The private operator of the prison, CoreCivic, and a phone system provider agreed to a $3.7 million settlement with about 750 attorneys including Davis. While the settlement states there were attorneys who had communication with their clients either monitored or recorded, the private company that operates the detention center says there is no wrongdoing.

A CoreCivic spokesman said the company has worked hard with all parties to resolve the issue. Based on the number of client calls and meetings monitored, Davis got a settlement check for about $6,500.

“This is the first time I had another law firm go to bat for me and others and I get rewarded in the process,” said Davis.

But not for free.

JMD: The award is $10,000 and the attorney fee is one third.

MM: So you had to pay an attorney fee, did you mind?

JMD: Well not at all.

On the other side of the attorney-client privilege, there was also a settlement.

An unknown number of federal prisoners who were held at the private detention facility in Kansas from 2013 to last year will split nearly $1.5 million.
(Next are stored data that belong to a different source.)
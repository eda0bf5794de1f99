//! Error types for the protocol crate.

use thiserror::Error;

use crate::message::MessageType;

/// Protocol error type covering all possible failure modes.
#[derive(Debug, Error)]
pub enum ProtocolError {
    // Wire format errors
    /// Malformed or truncated wire bytes.
    #[error("malformed message: {0}")]
    Format(String),

    // Key errors
    /// Invalid key bytes, invalid curve point, or a failed key generation.
    #[error("key error: {0}")]
    Key(String),

    // Integrity errors
    /// The message MAC did not verify.
    #[error("message authentication failed")]
    Authentication,

    /// The message timestamp is outside the accepted skew window.
    #[error("message timestamp outside tolerance: age {age}s exceeds {tolerance}s")]
    Timestamp {
        /// Age of the message in seconds (negative if from the future).
        age: i64,
        /// Accepted skew in seconds.
        tolerance: i64,
    },

    /// AEAD decryption failed.
    ///
    /// Carries no detail: a short input and a bad tag are indistinguishable.
    #[error("decryption failed")]
    Decryption,

    /// AEAD encryption or nonce generation failed.
    #[error("encryption failed: {0}")]
    Encryption(String),

    // Protocol flow errors
    /// A message of the wrong type arrived for the current step.
    #[error("unexpected message: expected {expected:?}, got type {got:#04x}")]
    UnexpectedMessage {
        /// The message type the current step requires.
        expected: MessageType,
        /// The raw type byte received.
        got: u8,
    },

    /// The message carries a protocol version this implementation does not speak.
    #[error("unsupported protocol version: {0}")]
    UnsupportedVersion(u8),

    // State errors
    /// Attempted to use the session before the handshake finished.
    #[error("not connected: cannot perform operation before a session is established")]
    NotConnected,

    /// The operation is not allowed in the current handshake or channel state.
    #[error("invalid state: {0}")]
    InvalidState(String),

    // Collaborator errors
    /// The compression strategy failed.
    #[error("compression failed: {0}")]
    Compression(String),
}

/// Broad failure categories, for callers that branch on the kind of error
/// rather than its details.
#[derive(Debug, Clone, Copy, PartialEq, Eq, Hash)]
pub enum ErrorKind {
    /// Malformed wire bytes.
    Format,
    /// Invalid key material.
    Key,
    /// MAC mismatch.
    Authentication,
    /// Message age outside tolerance.
    Timestamp,
    /// AEAD failure.
    Decryption,
    /// Wrong message for the current step.
    Protocol,
    /// Operation not allowed in the current state.
    State,
    /// Local cryptographic or compression failure.
    Internal,
}

impl ProtocolError {
    /// Returns the category of this error.
    pub fn kind(&self) -> ErrorKind {
        match self {
            ProtocolError::Format(_) => ErrorKind::Format,
            ProtocolError::Key(_) => ErrorKind::Key,
            ProtocolError::Authentication => ErrorKind::Authentication,
            ProtocolError::Timestamp { .. } => ErrorKind::Timestamp,
            ProtocolError::Decryption => ErrorKind::Decryption,
            ProtocolError::UnexpectedMessage { .. } | ProtocolError::UnsupportedVersion(_) => {
                ErrorKind::Protocol
            }
            ProtocolError::NotConnected | ProtocolError::InvalidState(_) => ErrorKind::State,
            ProtocolError::Encryption(_) | ProtocolError::Compression(_) => ErrorKind::Internal,
        }
    }
}

/// Result type alias for protocol operations.
pub type Result<T> = std::result::Result<T, ProtocolError>;

// Conversions from underlying crate errors

impl From<hmac::digest::InvalidLength> for ProtocolError {
    fn from(err: hmac::digest::InvalidLength) -> Self {
        ProtocolError::Key(format!("invalid MAC key: {}", err))
    }
}

impl From<lz4_flex::block::DecompressError> for ProtocolError {
    fn from(err: lz4_flex::block::DecompressError) -> Self {
        ProtocolError::Compression(err.to_string())
    }
}
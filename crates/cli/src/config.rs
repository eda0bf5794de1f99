//! Configuration management for the Voltage CLI.
//!
//! This module provides TOML-based configuration file loading and saving.
//! The default configuration path is `~/.config/voltage/config.toml`.

use std::fs;
use std::path::{Path, PathBuf};

use anyhow::{Context, Result};
use base64::{engine::general_purpose::STANDARD as BASE64, Engine as _};
use serde::{Deserialize, Serialize};
use thiserror::Error;
use voltage_protocol::{ChannelConfig, CompressionKind, KeyPair};

/// Configuration validation errors.
#[derive(Debug, Error, PartialEq)]
pub enum ConfigError {
    #[error("log_level must be one of: trace, debug, info, warn, error; got {0}")]
    InvalidLogLevel(String),

    #[error("private_key is not valid base64: {0}")]
    InvalidPrivateKeyEncoding(String),

    #[error("private_key is not a valid P-256 private key: {0}")]
    InvalidPrivateKey(String),
}

/// Valid log level values for tracing configuration.
const VALID_LOG_LEVELS: &[&str] = &["trace", "debug", "info", "warn", "error"];

/// Main configuration structure for the Voltage CLI.
#[derive(Debug, Clone, Serialize, Deserialize, PartialEq, Default)]
#[serde(default)]
pub struct Config {
    /// Secure channel settings.
    pub channel: ChannelSection,

    /// Logging settings.
    pub logging: LoggingConfig,
}

/// Secure channel configuration.
#[derive(Clone, Serialize, Deserialize, PartialEq, Default)]
#[serde(default)]
pub struct ChannelSection {
    /// Compress payloads before encryption. Both peers must agree.
    pub enable_compression: bool,

    /// Base64-encoded 32-byte P-256 private key. A fresh key is generated
    /// per channel when absent.
    #[serde(skip_serializing_if = "Option::is_none")]
    pub private_key: Option<String>,
}

/// Logging configuration.
#[derive(Debug, Clone, Serialize, Deserialize, PartialEq)]
#[serde(default)]
pub struct LoggingConfig {
    /// Logging level (trace, debug, info, warn, error).
    pub log_level: String,
}

impl Default for LoggingConfig {
    fn default() -> Self {
        Self {
            log_level: "info".to_string(),
        }
    }
}

impl std::fmt::Debug for ChannelSection {
    fn fmt(&self, f: &mut std::fmt::Formatter<'_>) -> std::fmt::Result {
        f.debug_struct("ChannelSection")
            .field("enable_compression", &self.enable_compression)
            .field(
                "private_key",
                &self.private_key.as_ref().map(|_| "[REDACTED]"),
            )
            .finish()
    }
}

/// Returns the default configuration file path.
pub fn default_config_path() -> PathBuf {
    dirs::config_dir()
        .unwrap_or_else(|| PathBuf::from("."))
        .join("voltage")
        .join("config.toml")
}

impl ChannelSection {
    /// Decodes the configured private key, if any.
    pub fn private_key_bytes(&self) -> Result<Option<Vec<u8>>, ConfigError> {
        let Some(encoded) = &self.private_key else {
            return Ok(None);
        };

        let bytes = BASE64
            .decode(encoded.trim())
            .map_err(|e| ConfigError::InvalidPrivateKeyEncoding(e.to_string()))?;
        KeyPair::from_private_bytes(&bytes)
            .map_err(|e| ConfigError::InvalidPrivateKey(e.to_string()))?;

        Ok(Some(bytes))
    }

    /// Stores a key pair's private key, base64-encoded.
    pub fn set_private_key(&mut self, keys: &KeyPair) {
        self.private_key = Some(BASE64.encode(keys.private_key_bytes().as_slice()));
    }
}

impl Config {
    /// Apply environment variable overrides to the configuration.
    ///
    /// Environment variables take precedence over config file values.
    /// Supported variables:
    /// - VOLTAGE_LOG_LEVEL: Override log level (trace, debug, info, warn, error)
    /// - VOLTAGE_COMPRESSION: Override compression (lz4/on/true or none/off/false)
    pub fn apply_env_overrides(&mut self) {
        if let Ok(level) = std::env::var("VOLTAGE_LOG_LEVEL") {
            if !level.is_empty() {
                tracing::info!("Overriding log_level from environment: {}", level);
                self.logging.log_level = level;
            }
        }

        if let Ok(value) = std::env::var("VOLTAGE_COMPRESSION") {
            if !value.is_empty() {
                match value.parse::<CompressionKind>() {
                    Ok(kind) => {
                        tracing::info!("Overriding compression from environment: {:?}", kind);
                        self.channel.enable_compression = kind == CompressionKind::Lz4;
                    }
                    Err(e) => {
                        tracing::warn!("Ignoring VOLTAGE_COMPRESSION: {}", e);
                    }
                }
            }
        }
    }

    /// Validate the configuration values.
    ///
    /// Returns an error if any configuration value is invalid.
    pub fn validate(&self) -> Result<(), ConfigError> {
        let level = self.logging.log_level.to_lowercase();
        if !VALID_LOG_LEVELS.contains(&level.as_str()) {
            return Err(ConfigError::InvalidLogLevel(self.logging.log_level.clone()));
        }

        self.channel.private_key_bytes()?;

        Ok(())
    }

    /// Builds the library channel configuration.
    pub fn channel_config(&self) -> Result<ChannelConfig, ConfigError> {
        Ok(ChannelConfig {
            enable_compression: self.channel.enable_compression,
            private_key: self.channel.private_key_bytes()?,
        })
    }

    /// Load configuration from a file.
    ///
    /// If the file does not exist, returns the default configuration.
    /// If the file exists but is invalid TOML, returns an error with
    /// a helpful message.
    pub fn load<P: AsRef<Path>>(path: P) -> Result<Self> {
        let path = path.as_ref();

        if !path.exists() {
            tracing::debug!("Config file not found at {:?}, using defaults", path);
            return Ok(Self::default());
        }

        let contents = fs::read_to_string(path)
            .with_context(|| format!("Failed to read config file: {}", path.display()))?;

        Self::from_toml(&contents)
            .with_context(|| format!("Failed to parse config file: {}", path.display()))
    }

    /// Parse configuration from a TOML string.
    pub fn from_toml(toml_str: &str) -> Result<Self> {
        toml::from_str(toml_str)
            .map_err(|e| anyhow::anyhow!("Invalid TOML configuration: {}", format_toml_error(&e)))
    }

    /// Save configuration to a file.
    ///
    /// Creates parent directories if they don't exist.
    pub fn save<P: AsRef<Path>>(&self, path: P) -> Result<()> {
        let path = path.as_ref();

        if let Some(parent) = path.parent() {
            fs::create_dir_all(parent).with_context(|| {
                format!("Failed to create config directory: {}", parent.display())
            })?;
        }

        let contents = self.to_toml()?;
        fs::write(path, contents)
            .with_context(|| format!("Failed to write config file: {}", path.display()))?;

        tracing::debug!("Configuration saved to {:?}", path);
        Ok(())
    }

    /// Serialize configuration to a TOML string.
    pub fn to_toml(&self) -> Result<String> {
        toml::to_string_pretty(self).context("Failed to serialize configuration to TOML")
    }
}

/// Format a TOML deserialization error for user-friendly display.
fn format_toml_error(error: &toml::de::Error) -> String {
    let mut msg = error.message().to_string();

    if let Some(span) = error.span() {
        msg.push_str(&format!(" (at position {}..{})", span.start, span.end));
    }

    msg
}
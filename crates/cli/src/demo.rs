//! In-memory demonstration of a secure channel.
//!
//! Two channels are wired back to back. Every message travels through the
//! binary codec, so the demo exercises the same path a real transport would.

use std::collections::HashSet;

use anyhow::{bail, Context, Result};
use serde::Serialize;
use tracing::{debug, info};
use voltage_protocol::{ChannelConfig, SecureChannel, WireMessage, NONCE_SIZE};

/// Outcome of a demo run.
#[derive(Debug, Clone, Serialize, PartialEq, Eq)]
pub struct DemoReport {
    /// Fingerprint of the initiating channel.
    pub initiator: String,
    /// Fingerprint of the responding channel.
    pub responder: String,
    /// Compression strategy both channels used.
    pub compression: String,
    /// Number of data messages exchanged.
    pub messages: usize,
    /// Plaintext bytes sent.
    pub plaintext_bytes: usize,
    /// Encoded bytes that crossed the in-memory wire, handshake included.
    pub wire_bytes: usize,
    /// Number of distinct nonces observed.
    pub unique_nonces: usize,
}

/// Moves a message across the in-memory wire.
fn transmit(message: &WireMessage, wire_bytes: &mut usize) -> Result<WireMessage> {
    let bytes = message.encode();
    *wire_bytes += bytes.len();
    WireMessage::decode(&bytes).context("Failed to decode message from the wire")
}

/// Runs a handshake between a channel built from `config` and a fresh peer,
/// then exchanges `messages` data messages in alternating directions.
///
/// Fails if any message does not round-trip or a nonce repeats.
pub fn run(config: &ChannelConfig, messages: usize) -> Result<DemoReport> {
    let mut initiator = SecureChannel::new(config).context("Failed to create initiator")?;
    let peer_config = ChannelConfig::new().with_compression(config.enable_compression);
    let mut responder = SecureChannel::new(&peer_config).context("Failed to create responder")?;

    let mut wire_bytes = 0;

    let offer = initiator.start_handshake()?;
    let ack = responder.process_handshake(&transmit(&offer, &mut wire_bytes)?)?;
    initiator.complete_handshake(&transmit(&ack, &mut wire_bytes)?)?;
    info!(
        initiator = %initiator.fingerprint(),
        responder = %responder.fingerprint(),
        "Demo handshake complete"
    );

    let mut nonces = HashSet::new();
    let mut plaintext_bytes = 0;

    for i in 0..messages {
        let (sender, receiver) = if i % 2 == 0 {
            (&initiator, &responder)
        } else {
            (&responder, &initiator)
        };

        let text = format!("demo message {} of {}", i + 1, messages);
        plaintext_bytes += text.len();

        let message = transmit(&sender.encrypt(text.as_bytes())?, &mut wire_bytes)?;
        if let Some(nonce) = message.payload.get(..NONCE_SIZE) {
            nonces.insert(nonce.to_vec());
        }

        let received = receiver
            .decrypt(&message)
            .with_context(|| format!("Message {} failed to decrypt", i + 1))?;
        if received != text.as_bytes() {
            bail!("Message {} did not round-trip", i + 1);
        }
        debug!(index = i + 1, "Demo message verified");
    }

    if nonces.len() != messages {
        bail!(
            "Nonce reuse detected: {} distinct nonces for {} messages",
            nonces.len(),
            messages
        );
    }

    let heartbeat = transmit(&initiator.create_heartbeat(), &mut wire_bytes)?;
    responder
        .check_heartbeat(&heartbeat)
        .context("Heartbeat was rejected")?;

    let report = DemoReport {
        initiator: initiator.fingerprint(),
        responder: responder.fingerprint(),
        compression: format!("{:?}", initiator.compression()).to_lowercase(),
        messages,
        plaintext_bytes,
        wire_bytes,
        unique_nonces: nonces.len(),
    };

    initiator.close();
    responder.close();
    Ok(report)
}
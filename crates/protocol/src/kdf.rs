//! One-step key derivation with HMAC-SHA256.
//!
//! Two keys exist in the protocol:
//!
//! - The **session key**, `HMAC-SHA256(key = ECDH secret, msg = "voltage-session")`,
//!   used by both the authenticator and the AEAD cipher once connected.
//! - The **handshake key**, `SHA-256("voltage-handshake")`. It is a public
//!   constant: any party that knows the protocol can compute it. MACs under it
//!   detect corruption and version mismatch during the handshake; they do not
//!   authenticate the peer.

use hmac::{Hmac, Mac};
use sha2::{Digest, Sha256};
use zeroize::{Zeroize, ZeroizeOnDrop};

use crate::error::Result;
use crate::keys::SharedSecret;

/// Length of a derived key in bytes.
pub const KEY_LENGTH: usize = 32;

/// Context label for the post-handshake session key.
pub const SESSION_CONTEXT: &[u8] = b"voltage-session";

/// Seed hashed into the fixed handshake-authentication key.
pub const HANDSHAKE_SEED: &[u8] = b"voltage-handshake";

/// A 32-byte symmetric key. Wiped on drop.
#[derive(Clone, PartialEq, Eq, Zeroize, ZeroizeOnDrop)]
pub struct SessionKey([u8; KEY_LENGTH]);

impl SessionKey {
    /// Wraps raw key bytes.
    pub fn from_bytes(bytes: [u8; KEY_LENGTH]) -> Self {
        Self(bytes)
    }

    /// Returns the raw key bytes.
    pub fn as_bytes(&self) -> &[u8; KEY_LENGTH] {
        &self.0
    }
}

impl std::fmt::Debug for SessionKey {
    fn fmt(&self, f: &mut std::fmt::Formatter<'_>) -> std::fmt::Result {
        f.write_str("SessionKey([REDACTED])")
    }
}

/// Derives a purpose-bound key: `HMAC-SHA256(key = secret, msg = context)`.
pub fn derive(secret: &[u8], context: &[u8]) -> Result<SessionKey> {
    let mut mac = Hmac::<Sha256>::new_from_slice(secret)?;
    mac.update(context);

    let mut key = [0u8; KEY_LENGTH];
    key.copy_from_slice(&mac.finalize().into_bytes());
    Ok(SessionKey(key))
}

/// Derives the session key from an ECDH shared secret.
pub fn session_key(shared: &SharedSecret) -> Result<SessionKey> {
    derive(shared.as_bytes(), SESSION_CONTEXT)
}

/// Returns the fixed handshake-authentication key.
pub fn handshake_key() -> SessionKey {
    let mut key = [0u8; KEY_LENGTH];
    key.copy_from_slice(&Sha256::digest(HANDSHAKE_SEED));
    SessionKey(key)
}

#[cfg(test)]
mod tests {
    use super::*;
    use crate::keys::KeyPair;

    #[test]
    fn test_derive_is_deterministic() {
        let a = derive(b"secret", SESSION_CONTEXT).unwrap();
        let b = derive(b"secret", SESSION_CONTEXT).unwrap();
        assert_eq!(a, b);
    }

    #[test]
    fn test_derive_separates_contexts() {
        let session = derive(b"secret", b"voltage-session").unwrap();
        let other = derive(b"secret", b"voltage-other").unwrap();
        assert_ne!(session, other);
    }

    #[test]
    fn test_derive_separates_secrets() {
        let a = derive(b"secret-a", SESSION_CONTEXT).unwrap();
        let b = derive(b"secret-b", SESSION_CONTEXT).unwrap();
        assert_ne!(a, b);
    }

    #[test]
    fn test_derive_matches_rfc4231_case_2() {
        // RFC 4231 test case 2: key "Jefe", data "what do ya want for nothing?"
        let key = derive(b"Jefe", b"what do ya want for nothing?").unwrap();
        let expected: [u8; 32] = [
            0x5b, 0xdc, 0xc1, 0x46, 0xbf, 0x60, 0x75, 0x4e, 0x6a, 0x04, 0x24, 0x26, 0x08, 0x95,
            0x75, 0xc7, 0x5a, 0x00, 0x3f, 0x08, 0x9d, 0x27, 0x39, 0x83, 0x9d, 0xec, 0x58, 0xb9,
            0x64, 0xec, 0x38, 0x43,
        ];
        assert_eq!(key.as_bytes(), &expected);
    }

    #[test]
    fn test_handshake_key_is_sha256_of_seed() {
        let expected = Sha256::digest(b"voltage-handshake");
        assert_eq!(&handshake_key().as_bytes()[..], &expected[..]);
        assert_eq!(handshake_key(), handshake_key());
    }

    #[test]
    fn test_session_key_agreement() {
        let alice = KeyPair::generate().unwrap();
        let bob = KeyPair::generate().unwrap();

        let alice_key = session_key(&alice.diffie_hellman(&bob.public_key())).unwrap();
        let bob_key = session_key(&bob.diffie_hellman(&alice.public_key())).unwrap();

        assert_eq!(alice_key, bob_key);
        assert_ne!(alice_key, handshake_key());
    }

    #[test]
    fn test_session_key_debug_redacted() {
        assert_eq!(format!("{:?}", handshake_key()), "SessionKey([REDACTED])");
    }
}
This is the response from a Securus spokesman:

This is the company that operated the phones within the private prison that recorded the attorney-client conversations

“Securus appreciates the importance of protecting calls between incarcerated individuals and their attorneys. A multi-year investigation by a federal district judge into the issues at Leavenworth Detention Center ultimately concluded that these instances of attorney conversations being recorded were the result of human error on the part of attorneys and correctional staff and not a failure of Securus’ technology platform.

Our call systems allow attorneys to work with correctional agencies to classify their phone numbers as private and prevent their calls from being recorded. If phone numbers are not entered into the system as private, callers are notified that the call will in fact be recorded. In these cases, it appears that the attorneys’ phone numbers were not put into the system, the notification was not heeded, and the calls were recorded as designed.

We are troubled by any misuse of our technology, even if unintentional, which is why we are making substantial investments in product use training and making recording notifications even more prominent.”